Screenshot Of Yahoo Scout

Yahoo’s Existing Products and User Reach

Yahoo’s announcement states that it operates some of the most popular websites and services in the United States, reaching what they say is 90% of all internet users in the United States (based on Comscore data), through its email, news, finance, and sports properties. The company says that Yahoo Scout builds on the foundation of decades of search behavior and user interaction data.

How Yahoo Scout Generates Answers

Yahoo has partnered with Anthropic to use the Claude model as the primary AI system behind Yahoo Scout. Yahoo’s announcement said it selected Claude for speed, clarity, judgment, and safety, which it described as essential qualities for a consumer-facing answer engine. Yahoo also continues its partnership with Microsoft by using Microsoft Bing’s grounding API, which connects AI-generated answers to information from across the open web. Yahoo said this approach ensures that answers are informed by authoritative sources rather than unsupported text generation.

According to Yahoo, Scout relies on a combination of traditional web search and generative AI to produce answers that are grounded using Microsoft Bing’s grounding API and informed by sources from across the open web.

According to  Yahoo:

“It’s informed by 500 million user profiles, a knowledge graph spanning more than 1 billion entities, and 18 trillion consumer events that occur annually across Yahoo, which allow Yahoo Scout to provide effective and personalized answers and suggested actions.”

Yahoo’s announcement says that this data, its use of Claude, and reliance on Bing for grounding work together to provide responses to answers that are personalized and helpful for researching and making decisions in the “moments that matter” to people.

They explain:

“Yahoo Scout continues Yahoo’s focus on the moments that matter to people’s daily lives, such as understanding upcoming weather patterns before a vacation, getting details about an important game, tracking stock price movements after earnings, comparing products before buying, or fact-checking a news story.”

Where Yahoo Scout Appears Inside Yahoo Products

The Yahoo Scout Intelligence Platform embeds these AI capabilities directly into Yahoo’s existing services.

For example:

  • In Yahoo Mail, Scout supports AI-generated message summaries.
  • In Yahoo Sports, it produces game breakdowns.
  • In Yahoo News, it surfaces key takeaways.
  • In Yahoo Finance, Scout adds interactive tools for analysis that allow readers to explore market news and stock performance context through AI-powered questions.

According to Eric Feng, Senior Vice President and General Manager of Yahoo Research Group:

“Yahoo’s deep knowledge base, 30 years in the making, allows us to deliver guidance that our users can trust and easily understand, and will become even more personalized over the coming months.
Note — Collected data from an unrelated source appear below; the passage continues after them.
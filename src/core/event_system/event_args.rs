//=========================================================================
// Event Arguments
//=========================================================================
//
// String-keyed, string-valued payload carried by named events.
//
// Values are stored as text; readers parse them on demand and fall back
// to a caller-supplied default when the key is missing or unparsable.
//
//=========================================================================

//=== External Dependencies ===============================================

use std::collections::BTreeMap;
use std::fmt::Display;
use std::str::FromStr;

//=== EventArgs ===========================================================

/// Ordered key/value payload for [`super::EventSystem`] events.
#[derive(Debug, Clone, Default, PartialEq, Eq)]
pub struct EventArgs {
    values: BTreeMap<String, String>,
}

impl EventArgs {
    pub fn new() -> Self {
        Self::default()
    }

    /// Builder-style [`set_value`](Self::set_value).
    pub fn with_value(mut self, key: impl Into<String>, value: impl Display) -> Self {
        self.set_value(key, value);
        self
    }

    /// Stores `value` under `key`, replacing any previous value.
    pub fn set_value(&mut self, key: impl Into<String>, value: impl Display) {
        self.values.insert(key.into(), value.to_string());
    }

    /// Parses the value under `key`, or returns `default`.
    pub fn get_value<T: FromStr>(&self, key: &str, default: T) -> T {
        self.values
            .get(key)
            .and_then(|raw| raw.trim().parse().ok())
            .unwrap_or(default)
    }

    /// Returns the raw text under `key`, or `default`.
    pub fn get_string(&self, key: &str, default: &str) -> String {
        self.values
            .get(key)
            .cloned()
            .unwrap_or_else(|| default.to_string())
    }

    pub fn len(&self) -> usize {
        self.values.len()
    }

    pub fn is_empty(&self) -> bool {
        self.values.is_empty()
    }

    /// Iterates entries in key order.
    pub fn iter(&self) -> impl Iterator<Item = (&str, &str)> {
        self.values.iter().map(|(k, v)| (k.as_str(), v.as_str()))
    }
}

//=========================================================================
// Unit Tests
//=========================================================================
Yahoo Scout now powers a new generation of intelligence experiences across Yahoo, seamlessly integrated into the products people use every day.”
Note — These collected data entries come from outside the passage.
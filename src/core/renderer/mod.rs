//=========================================================================
// Renderer
//=========================================================================
//
// Renderer collaborator contract.
//
// Architecture:
//   App ──► Renderer (trait)
//             ├─ per-window swap chains (create / resize / present / destroy)
//             ├─ camera-scoped immediate drawing (state, bindings, vertex arrays)
//             └─ path-keyed resource caches (textures, shaders, fonts)
//
// Frame contract:
//   begin_frame() → [begin_camera() → draws → end_camera()]*
//                 → resize_window_swap_chain()* → render_viewport_to_window()*
//                 → end_frame()
//
//=========================================================================

//=== Module Declarations =================================================

mod camera;
pub mod debug_draw;
mod headless;
mod vertex;

//=== Public API ==========================================================

pub use camera::Camera;
pub use debug_draw::DebugRenderSystem;
pub use headless::{FrameStats, HeadlessRenderer};
pub use vertex::{
    add_verts_for_aabb2d, add_verts_for_disc2d, add_verts_for_line_segment2d, Rgba8, Vertex,
    DISC_SIDES,
};

//=== External Dependencies ===============================================

use glam::{IVec2, Vec2};

//=== Internal Dependencies ===============================================

use crate::core::error::RenderError;
use crate::core::math::Aabb2;
use crate::core::window::WindowHandle;

//=== Resource Identifiers ================================================

#[derive(Debug, Clone, Copy, PartialEq, Eq, Hash)]
pub struct TextureId(pub(crate) u32);

#[derive(Debug, Clone, Copy, PartialEq, Eq, Hash)]
pub struct ShaderId(pub(crate) u32);

#[derive(Debug, Clone, Copy, PartialEq, Eq, Hash)]
pub struct FontId(pub(crate) u32);

//=== Render State ========================================================

#[derive(Debug, Clone, Copy, PartialEq, Eq, Hash, Default)]
pub enum BlendMode {
    #[default]
    Alpha,
    Additive,
    Opaque,
}

#[derive(Debug, Clone, Copy, PartialEq, Eq, Hash, Default)]
pub enum RasterizerMode {
    #[default]
    SolidCullNone,
    SolidCullBack,
    Wireframe,
}

#[derive(Debug, Clone, Copy, PartialEq, Eq, Hash, Default)]
pub enum SamplerMode {
    #[default]
    PointClamp,
    BilinearClamp,
}

#[derive(Debug, Clone, Copy, PartialEq, Eq, Hash, Default)]
pub enum DepthMode {
    #[default]
    Disabled,
    ReadWriteLessEqual,
}

/// Pipeline state applied to subsequent draws.
#[derive(Debug, Clone, Copy, PartialEq, Eq, Hash, Default)]
pub struct RenderState {
    pub blend: BlendMode,
    pub rasterizer: RasterizerMode,
    pub sampler: SamplerMode,
    pub depth: DepthMode,
}

/// Per-draw model transform and tint.
#[derive(Debug, Clone, Copy, PartialEq)]
pub struct ModelConstants {
    pub translation: Vec2,
    pub scale: f32,
    pub tint: Rgba8,
}

impl Default for ModelConstants {
    fn default() -> Self {
        Self {
            translation: Vec2::ZERO,
            scale: 1.0,
            tint: Rgba8::WHITE,
        }
    }
}

//=== WindowSurface =======================================================

/// What the renderer needs to know about a window's drawable area.
#[derive(Debug, Clone, Copy, PartialEq, Eq)]
pub struct WindowSurface {
    pub handle: WindowHandle,
    pub client_dimensions: IVec2,
}

//=== Renderer ============================================================

pub trait Renderer {
    //--- Lifecycle --------------------------------------------------------

    fn startup(&mut self) -> Result<(), RenderError>;
    fn shutdown(&mut self);
    fn begin_frame(&mut self);
    fn end_frame(&mut self);

    //--- Window Swap Chains -----------------------------------------------

    fn create_window_swap_chain(&mut self, surface: &WindowSurface) -> Result<(), RenderError>;

    /// Resizes an existing swap chain to `surface.client_dimensions`.
    ///
    /// On error the previous swap chain is left intact.
    fn resize_window_swap_chain(&mut self, surface: &WindowSurface) -> Result<(), RenderError>;

    /// Releases the swap chain. Unknown handles are ignored.
    fn destroy_window_swap_chain(&mut self, handle: WindowHandle);

    /// Copies `viewport` (screen space) of this frame's image to the window and presents it.
    fn render_viewport_to_window(
        &mut self,
        handle: WindowHandle,
        viewport: Aabb2,
    ) -> Result<(), RenderError>;

    //--- Drawing ----------------------------------------------------------

    fn begin_camera(&mut self, camera: &Camera);
    fn end_camera(&mut self, camera: &Camera);
    fn clear_screen(&mut self, color: Rgba8);
    fn set_render_state(&mut self, state: RenderState);
    fn set_model_constants(&mut self, constants: ModelConstants);
    fn bind_texture(&mut self, texture: Option<TextureId>);
    fn bind_shader(&mut self, shader: Option<ShaderId>);
    fn draw_vertex_array(&mut self, verts: &[Vertex]);

    //--- Resources (cached per path) --------------------------------------

    fn create_or_get_texture_from_file(&mut self, path: &str) -> Result<TextureId, RenderError>;
    fn create_or_get_shader_from_file(&mut self, path: &str) -> Result<ShaderId, RenderError>;
    fn create_or_get_bitmap_font_from_file(&mut self, path: &str) -> Result<FontId, RenderError>;
}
What Yahoo Says Comes Next

Yahoo said Scout will continue to develop over the coming months. Planned updates include deeper personalization, expanded capabilities within specific verticals, and new formats for search advertising designed to work in generative AI search. The company did not provide a timeline for when the beta period will end or when additional features will move beyond testing.

Yahoo explained:

“Yahoo Scout will continue to evolve in the months ahead, expanding to power new products across Yahoo. In particular, the new answer engine will become more personalized, will add new capabilities focused on deeper experiences within key verticals, and will introduce new, improved opportunities for search advertisers to effectively cross the chasm to generative AI search advertising. “

Yahoo’s Search Experience

Something that’s notable about Yahoo’s AI answer engine experience is how clean and straightforward it is. It’s like a throwback to classic search but with the sophistication of AI answers.
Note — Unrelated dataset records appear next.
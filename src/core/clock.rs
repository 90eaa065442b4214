//=========================================================================
// Clock
//=========================================================================
//
// Frame timing with pause, single-step and time scaling.
//
// Hierarchy:
//   System clock (root)  ── tick_realtime() / advance(fixed) ──> delta
//       └─ Game clock    ── advance(parent delta) ──> scaled delta
//
// A derived clock never reads the wall clock itself; its owner feeds it
// the parent's delta once per frame.
//
//=========================================================================

//=== External Dependencies ===============================================

use std::time::Instant;

//=== Clock ===============================================================

/// Tracks elapsed and per-frame time.
///
/// Effective delta for a frame is `parent_delta * time_scale`, or zero
/// while paused. [`Clock::step_single_frame`] lets exactly one frame of
/// motion through and then pauses again.
#[derive(Debug, Clone)]
pub struct Clock {
    delta_seconds: f64,
    total_seconds: f64,
    time_scale: f64,
    paused: bool,
    step_single_frame: bool,
    frame_count: u64,
    max_delta_seconds: f64,
    last_tick: Option<Instant>,
}

impl Clock {
    /// Default clamp for real-time deltas (debugger pauses, window drags).
    pub const DEFAULT_MAX_DELTA_SECONDS: f64 = 0.1;

    pub fn new() -> Self {
        Self {
            delta_seconds: 0.0,
            total_seconds: 0.0,
            time_scale: 1.0,
            paused: false,
            step_single_frame: false,
            frame_count: 0,
            max_delta_seconds: Self::DEFAULT_MAX_DELTA_SECONDS,
            last_tick: None,
        }
    }

    /// Creates a root clock whose real-time deltas are clamped to `max_delta_seconds`.
    pub fn with_max_delta(max_delta_seconds: f64) -> Self {
        Self {
            max_delta_seconds,
            ..Self::new()
        }
    }

    //--- Advancing --------------------------------------------------------

    /// Measures wall time since the previous call and advances by it.
    ///
    /// The first call advances by zero. The measured delta is clamped to
    /// the configured maximum.
    pub fn tick_realtime(&mut self) {
        let now = Instant::now();
        let raw = self
            .last_tick
            .map(|last| now.duration_since(last).as_secs_f64())
            .unwrap_or(0.0);
        self.last_tick = Some(now);
        self.advance(raw.min(self.max_delta_seconds));
    }

    /// Advances by `parent_delta_seconds` (negative values count as zero).
    pub fn advance(&mut self, parent_delta_seconds: f64) {
        let delta = if self.paused {
            0.0
        } else {
            parent_delta_seconds.max(0.0) * self.time_scale
        };

        if self.step_single_frame {
            self.step_single_frame = false;
            self.paused = true;
        }

        self.delta_seconds = delta;
        self.total_seconds += delta;
        self.frame_count += 1;
    }

    //--- Controls ---------------------------------------------------------

    pub fn pause(&mut self) {
        self.paused = true;
    }

    pub fn toggle_pause(&mut self) {
        self.paused = !self.paused;
    }

    /// Unpauses for exactly the next [`advance`](Self::advance), then pauses.
    pub fn step_single_frame(&mut self) {
        self.step_single_frame = true;
        self.paused = false;
    }

    pub fn set_time_scale(&mut self, time_scale: f64) {
        self.time_scale = time_scale.max(0.0);
    }

    //--- Queries ----------------------------------------------------------

    pub fn delta_seconds(&self) -> f64 {
        self.delta_seconds
    }

    pub fn total_seconds(&self) -> f64 {
        self.total_seconds
    }

    pub fn time_scale(&self) -> f64 {
        self.time_scale
    }

    pub fn is_paused(&self) -> bool {
        self.paused
    }

    pub fn frame_count(&self) -> u64 {
        self.frame_count
    }
}

impl Default for Clock {
    fn default() -> Self {
        Self::new()
    }
}

//=========================================================================
// Unit Tests
//=========================================================================

#[cfg(test)]
mod tests {
    use super::*;

    #[test]
    fn advance_accumulates_total() {
        let mut clock = Clock::new();
        clock.advance(0.25);
        clock.advance(0.5);
        assert_eq!(clock.delta_seconds(), 0.5);
        assert_eq!(clock.total_seconds(), 0.75);
        assert_eq!(clock.frame_count(), 2);
    }

    #[test]
    fn paused_clock_reports_zero_delta() {
        let mut clock = Clock::new();
        clock.pause();
        clock.advance(0.5);
        assert_eq!(clock.delta_seconds(), 0.0);
        assert_eq!(clock.total_seconds(), 0.0);
        assert_eq!(clock.frame_count(), 1, "Frames still count while paused");
    }

    #[test]
    fn time_scale_multiplies_parent_delta() {
        let mut clock = Clock::new();
        clock.set_time_scale(0.1);
        clock.advance(1.0);
        assert!((clock.delta_seconds() - 0.1).abs() < 1e-12);
    }

    #[test]
    fn single_step_moves_exactly_one_frame() {
        let mut clock = Clock::new();
        clock.pause();
        clock.step_single_frame();

        clock.advance(0.5);
        assert_eq!(clock.delta_seconds(), 0.5);
        assert!(clock.is_paused(), "Clock re-pauses after the stepped frame");

        clock.advance(0.5);
        assert_eq!(clock.delta_seconds(), 0.0);
        assert_eq!(clock.total_seconds(), 0.5);
    }

    #[test]
    fn toggle_pause_flips_state() {
        let mut clock = Clock::new();
        clock.toggle_pause();
        assert!(clock.is_paused());
        clock.toggle_pause();
        assert!(!clock.is_paused());
    }

    #[test]
    fn negative_delta_is_ignored() {
        let mut clock = Clock::new();
        clock.advance(-1.0);
        assert_eq!(clock.total_seconds(), 0.0);
    }

    #[test]
    fn first_realtime_tick_is_zero() {
        let mut clock = Clock::with_max_delta(0.1);
        clock.tick_realtime();
        assert_eq!(clock.delta_seconds(), 0.0);
        clock.tick_realtime();
        assert!(clock.delta_seconds() <= 0.1);
    }

    #[test]
    fn derived_clock_follows_parent() {
        let mut system = Clock::new();
        let mut game = Clock::new();
        game.set_time_scale(2.0);

        system.advance(0.125);
        game.advance(system.delta_seconds());

        assert_eq!(game.delta_seconds(), 0.25);
    }
}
For example, I asked it to give me information on where I can buy an esoteric version of a Levi’s trucker jacket in a specific color (Midnight Harvest) and it presented a clean summary of where to get it, a table with a list of retailers ordered by the lowest prices.

Screenshot Of Yahoo Scout

Notice that there are no product images? It’s just giving me the prices. I don’t know if that’s because they don’t have a product feed but I already know what the jacket looks like in the color I specified so images aren’t really necessary.  This is what I mean when I say that Yahoo Scout offers that Classic Search flavor without the busy overly fussy search experience that Google has been providing lately.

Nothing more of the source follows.